▶ [EXERCISE DETAILS]: Could you give the records below again exactly as they stand?

Dataset excerpts:
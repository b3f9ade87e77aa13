//! Configuration access port trait.

use crate::domain::error::ReturnsError;

/// Sectioned key/value configuration. Absent or unparsable values fall back
/// to the supplied default.
pub trait ConfigPort {
    fn get_string(&self, section: &str, key: &str) -> Option<String>;
    fn get_int(&self, section: &str, key: &str, default: i64) -> i64;
    fn get_double(&self, section: &str, key: &str, default: f64) -> f64;
    fn get_bool(&self, section: &str, key: &str, default: bool) -> bool;

    /// An `i32` value such as a calendar year or a year count.
    fn get_year(&self, section: &str, key: &str, default: i32) -> Result<i32, ReturnsError> {
        let raw = self.get_int(section, key, i64::from(default));
        i32::try_from(raw).map_err(|_| ReturnsError::ConfigInvalid {
            section: section.into(),
            key: key.into(),
            reason: format!("{raw} is out of range"),
        })
    }

    /// A non-negative count such as an EMA span or a sample size.
    fn get_count(&self, section: &str, key: &str, default: usize) -> Result<usize, ReturnsError> {
        let raw = self.get_int(section, key, default as i64);
        usize::try_from(raw).map_err(|_| ReturnsError::ConfigInvalid {
            section: section.into(),
            key: key.into(),
            reason: format!("{raw} is not a valid count"),
        })
    }
}
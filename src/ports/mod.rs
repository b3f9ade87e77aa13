//! Port traits between the domain and its collaborators.

pub mod config_port;
pub mod index_port;
pub mod price_port;
pub mod report_port;
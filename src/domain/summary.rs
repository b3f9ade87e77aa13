//! Descriptive statistics over one result column.
//!
//! NaN cells are counted separately and excluded from every statistic.

#[derive(Debug, Clone, PartialEq)]
pub struct ColumnSummary {
    pub count: usize,
    pub nan_count: usize,
    pub mean: f64,
    pub std_dev: f64,
    pub min: f64,
    pub median: f64,
    pub max: f64,
    /// Share of finite values above zero, in [0, 1].
    pub positive_share: f64,
}

impl ColumnSummary {
    pub fn compute(values: &[f64]) -> Self {
        let mut finite: Vec<f64> = values.iter().copied().filter(|v| !v.is_nan()).collect();
        let nan_count = values.len() - finite.len();
        let count = finite.len();

        if count == 0 {
            return ColumnSummary {
                count,
                nan_count,
                mean: f64::NAN,
                std_dev: f64::NAN,
                min: f64::NAN,
                median: f64::NAN,
                max: f64::NAN,
                positive_share: 0.0,
            };
        }

        finite.sort_by(|a, b| a.total_cmp(b));
        let n = count as f64;
        let mean = finite.iter().sum::<f64>() / n;

        // Sample standard deviation (n - 1).
        let std_dev = if count > 1 {
            (finite.iter().map(|v| (v - mean).powi(2)).sum::<f64>() / (n - 1.0)).sqrt()
        } else {
            f64::NAN
        };

        let median = if count % 2 == 1 {
            finite[count / 2]
        } else {
            (finite[count / 2 - 1] + finite[count / 2]) / 2.0
        };

        let positives = finite.iter().filter(|&&v| v > 0.0).count();

        ColumnSummary {
            count,
            nan_count,
            mean,
            std_dev,
            min: finite[0],
            median,
            max: finite[count - 1],
            positive_share: positives as f64 / n,
        }
    }
}

#[cfg(test)]
mod tests {
    use super::*;
    use approx::assert_relative_eq;

    #[test]
    fn summary_of_simple_column() {
        let s = ColumnSummary::compute(&[4.0, -2.0, 1.0, 3.0]);
        assert_eq!(s.count, 4);
        assert_eq!(s.nan_count, 0);
        assert_relative_eq!(s.mean, 1.5);
        assert_relative_eq!(s.min, -2.0);
        assert_relative_eq!(s.max, 4.0);
        assert_relative_eq!(s.median, 2.0);
        assert_relative_eq!(s.positive_share, 0.75);
        // deviations 2.5, -3.5, -0.5, 1.5 -> 21 / 3
        assert_relative_eq!(s.std_dev, 7.0_f64.sqrt());
    }

    #[test]
    fn nan_values_are_excluded() {
        let s = ColumnSummary::compute(&[f64::NAN, 2.0, f64::NAN, 4.0, 6.0]);
        assert_eq!(s.count, 3);
        assert_eq!(s.nan_count, 2);
        assert_relative_eq!(s.mean, 4.0);
        assert_relative_eq!(s.median, 4.0);
    }

    #[test]
    fn all_nan_column() {
        let s = ColumnSummary::compute(&[f64::NAN]);
        assert_eq!(s.count, 0);
        assert_eq!(s.nan_count, 1);
        assert!(s.mean.is_nan());
        assert!(s.max.is_nan());
        assert_eq!(s.positive_share, 0.0);
    }

    #[test]
    fn single_value_has_no_spread() {
        let s = ColumnSummary::compute(&[5.0]);
        assert_relative_eq!(s.mean, 5.0);
        assert!(s.std_dev.is_nan());
    }

    #[test]
    fn empty_column() {
        let s = ColumnSummary::compute(&[]);
        assert_eq!(s.count, 0);
        assert_eq!(s.nan_count, 0);
    }
}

▶ [ANSWER TO THE EXERCISE]:
repository b3f9ade87e77aa13
//! Configuration access port trait.

use crate::domain::error::ReturnsError;

/// Sectioned key/value configuration. Absent or unparsable values fall back
/// to the supplied default.
pub trait ConfigPort {
    fn get_string(&self, section: &str, key: &str) -> Option<String>;
    fn get_int(&self, section: &str, key: &str, default: i64) -> i64;
    fn get_double(&self, section: &str, key: &str, default: f64) -> f64;
    fn get_bool(&self, section: &str, key: &str, default: bool) -> bool;

    /// An `i32` value such as a calendar year or a year count.
    fn get_year(&self, section: &str, key: &str, default: i32) -> Result<i32, ReturnsError> {
        let raw = self.get_int(section, key, i64::from(default));
        i32::try_from(raw).map_err(|_| ReturnsError::ConfigInvalid {
            section: section.into(),
            key: key.into(),
            reason: format!("{raw} is out of range"),
        })
    }

    /// A non-negative count such as an EMA span or a sample size.
    fn get_count(&self, section: &str, key: &str, default: usize) -> Result<usize, ReturnsError> {
        let raw = self.get_int(section, key, default as i64);
        usize::try_from(raw).map_err(|_| ReturnsError::ConfigInvalid {
            section: section.into(),
            key: key.into(),
            reason: format!("{raw} is not a valid count"),
        })
    }
}
filename src/ports/mod.rs
repository b3f9ade87e77aa13
//! Port traits between the domain and its collaborators.

pub mod config_port;
pub mod index_port;
pub mod price_port;
pub mod report_port;
filename src/domain/summary.rs
repository b3f9ade87e77aa13
//! Descriptive statistics over one result column.
//!
//! NaN cells are counted separately and excluded from every statistic.

#[derive(Debug, Clone, PartialEq)]
pub struct ColumnSummary {
    pub count: usize,
    pub nan_count: usize,
    pub mean: f64,
    pub std_dev: f64,
    pub min: f64,
    pub median: f64,
    pub max: f64,
    /// Share of finite values above zero, in [0, 1].
    pub positive_share: f64,
}

impl ColumnSummary {
    pub fn compute(values: &[f64]) -> Self {
        let mut finite: Vec<f64> = values.iter().copied().filter(|v| !v.is_nan()).collect();
        let nan_count = values.len() - finite.len();
        let count = finite.len();

        if count == 0 {
            return ColumnSummary {
                count,
                nan_count,
                mean: f64::NAN,
                std_dev: f64::NAN,
                min: f64::NAN,
                median: f64::NAN,
                max: f64::NAN,
                positive_share: 0.0,
            };
        }

        finite.sort_by(|a, b| a.total_cmp(b));
        let n = count as f64;
        let mean = finite.iter().sum::<f64>() / n;

        // Sample standard deviation (n - 1).
        let std_dev = if count > 1 {
            (finite.iter().map(|v| (v - mean).powi(2)).sum::<f64>() / (n - 1.0)).sqrt()
        } else {
            f64::NAN
        };

        let median = if count % 2 == 1 {
            finite[count / 2]
        } else {
            (finite[count / 2 - 1] + finite[count / 2]) / 2.0
        };

        let positives = finite.iter().filter(|&&v| v > 0.0).count();

        ColumnSummary {
            count,
            nan_count,
            mean,
            std_dev,
            min: finite[0],
            median,
            max: finite[count - 1],
            positive_share: positives as f64 / n,
        }
    }
}

#[cfg(test)]
mod tests {
    use super::*;
    use approx::assert_relative_eq;

    #[test]
    fn summary_of_simple_column() {
        let s = ColumnSummary::compute(&[4.0, -2.0, 1.0, 3.0]);
        assert_eq!(s.count, 4);
        assert_eq!(s.nan_count, 0);
        assert_relative_eq!(s.mean, 1.5);
        assert_relative_eq!(s.min, -2.0);
        assert_relative_eq!(s.max, 4.0);
        assert_relative_eq!(s.median, 2.0);
        assert_relative_eq!(s.positive_share, 0.75);
        // deviations 2.5, -3.5, -0.5, 1.5 -> 21 / 3
        assert_relative_eq!(s.std_dev, 7.0_f64.sqrt());
    }

    #[test]
    fn nan_values_are_excluded() {
        let s = ColumnSummary::compute(&[f64::NAN, 2.0, f64::NAN, 4.0, 6.0]);
        assert_eq!(s.count, 3);
        assert_eq!(s.nan_count, 2);
        assert_relative_eq!(s.mean, 4.0);
        assert_relative_eq!(s.median, 4.0);
    }

    #[test]
    fn all_nan_column() {
        let s = ColumnSummary::compute(&[f64::NAN]);
        assert_eq!(s.count, 0);
        assert_eq!(s.nan_count, 1);
        assert!(s.mean.is_nan());
        assert!(s.max.is_nan());
        assert_eq!(s.positive_share, 0.0);
    }

    #[test]
    fn single_value_has_no_spread() {
        let s = ColumnSummary::compute(&[5.0]);
        assert_relative_eq!(s.mean, 5.0);
        assert!(s.std_dev.is_nan());
    }

    #[test]
    fn empty_column() {
        let s = ColumnSummary::compute(&[]);
        assert_eq!(s.count, 0);
        assert_eq!(s.nan_count, 0);
    }
}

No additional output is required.